**ABOUT THIS TASK**
The lines from the start of the records through the one containing "The live-forward rate" are to be restated word for word; please include both ends.

+++

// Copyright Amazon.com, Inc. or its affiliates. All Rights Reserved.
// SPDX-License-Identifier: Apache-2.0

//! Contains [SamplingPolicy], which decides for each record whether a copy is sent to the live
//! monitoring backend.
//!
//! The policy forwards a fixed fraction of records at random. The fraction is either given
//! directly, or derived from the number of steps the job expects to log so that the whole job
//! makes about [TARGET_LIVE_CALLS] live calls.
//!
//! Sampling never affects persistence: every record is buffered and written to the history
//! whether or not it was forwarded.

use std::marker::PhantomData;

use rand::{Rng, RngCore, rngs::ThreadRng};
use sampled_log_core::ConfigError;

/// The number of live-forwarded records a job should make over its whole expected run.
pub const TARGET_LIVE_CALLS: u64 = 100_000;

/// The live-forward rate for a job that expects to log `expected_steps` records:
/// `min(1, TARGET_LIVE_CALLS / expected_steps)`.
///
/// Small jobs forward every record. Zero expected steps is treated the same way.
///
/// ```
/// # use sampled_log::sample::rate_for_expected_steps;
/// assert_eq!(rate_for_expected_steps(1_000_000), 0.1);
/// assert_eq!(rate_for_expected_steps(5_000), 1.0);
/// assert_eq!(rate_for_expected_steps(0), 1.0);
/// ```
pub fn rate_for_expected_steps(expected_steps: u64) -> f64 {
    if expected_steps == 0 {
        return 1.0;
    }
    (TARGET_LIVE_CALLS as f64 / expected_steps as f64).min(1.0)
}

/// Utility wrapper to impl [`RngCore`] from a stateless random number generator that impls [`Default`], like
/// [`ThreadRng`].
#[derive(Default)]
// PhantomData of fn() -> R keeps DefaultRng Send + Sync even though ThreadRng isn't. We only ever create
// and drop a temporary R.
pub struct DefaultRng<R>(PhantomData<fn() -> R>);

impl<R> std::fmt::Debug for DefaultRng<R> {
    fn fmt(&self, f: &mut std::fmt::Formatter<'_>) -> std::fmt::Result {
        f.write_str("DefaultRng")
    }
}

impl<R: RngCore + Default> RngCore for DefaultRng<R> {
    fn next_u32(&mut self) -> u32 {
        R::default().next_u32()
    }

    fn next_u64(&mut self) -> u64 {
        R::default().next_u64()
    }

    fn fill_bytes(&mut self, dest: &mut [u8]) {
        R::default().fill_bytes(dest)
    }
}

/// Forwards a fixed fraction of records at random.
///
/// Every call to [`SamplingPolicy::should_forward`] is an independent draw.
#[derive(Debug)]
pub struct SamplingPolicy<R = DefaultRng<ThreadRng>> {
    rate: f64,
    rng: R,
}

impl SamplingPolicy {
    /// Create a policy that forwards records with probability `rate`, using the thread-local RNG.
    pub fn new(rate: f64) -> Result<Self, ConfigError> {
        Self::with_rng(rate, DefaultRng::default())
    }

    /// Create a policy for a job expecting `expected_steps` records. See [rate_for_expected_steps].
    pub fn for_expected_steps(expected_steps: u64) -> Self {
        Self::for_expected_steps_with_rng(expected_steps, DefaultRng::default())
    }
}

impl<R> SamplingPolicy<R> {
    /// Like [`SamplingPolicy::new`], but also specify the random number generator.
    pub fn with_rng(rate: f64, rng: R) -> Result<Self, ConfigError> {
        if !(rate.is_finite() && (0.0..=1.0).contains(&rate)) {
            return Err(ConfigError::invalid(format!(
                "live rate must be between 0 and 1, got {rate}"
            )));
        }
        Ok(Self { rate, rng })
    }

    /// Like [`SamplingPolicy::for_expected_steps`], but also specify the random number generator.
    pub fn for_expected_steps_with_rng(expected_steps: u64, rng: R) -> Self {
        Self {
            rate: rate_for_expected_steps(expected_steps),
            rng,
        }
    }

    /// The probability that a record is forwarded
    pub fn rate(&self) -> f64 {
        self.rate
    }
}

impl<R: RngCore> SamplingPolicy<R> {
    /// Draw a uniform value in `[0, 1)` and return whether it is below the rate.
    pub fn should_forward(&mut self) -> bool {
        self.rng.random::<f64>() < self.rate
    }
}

+++

**TASK SOLUTION**
// Copyright Amazon.com, Inc. or its affiliates. All Rights Reserved.
// SPDX-License-Identifier: Apache-2.0

//! Contains [SamplingPolicy], which decides for each record whether a copy is sent to the live
//! monitoring backend.
//!
//! The policy forwards a fixed fraction of records at random. The fraction is either given
//! directly, or derived from the number of steps the job expects to log so that the whole job
//! makes about [TARGET_LIVE_CALLS] live calls.
//!
//! Sampling never affects persistence: every record is buffered and written to the history
//! whether or not it was forwarded.

use std::marker::PhantomData;

use rand::{Rng, RngCore, rngs::ThreadRng};
use sampled_log_core::ConfigError;

/// The number of live-forwarded records a job should make over its whole expected run.
pub const TARGET_LIVE_CALLS: u64 = 100_000;

/// The live-forward rate for a job that expects to log `expected_steps` records:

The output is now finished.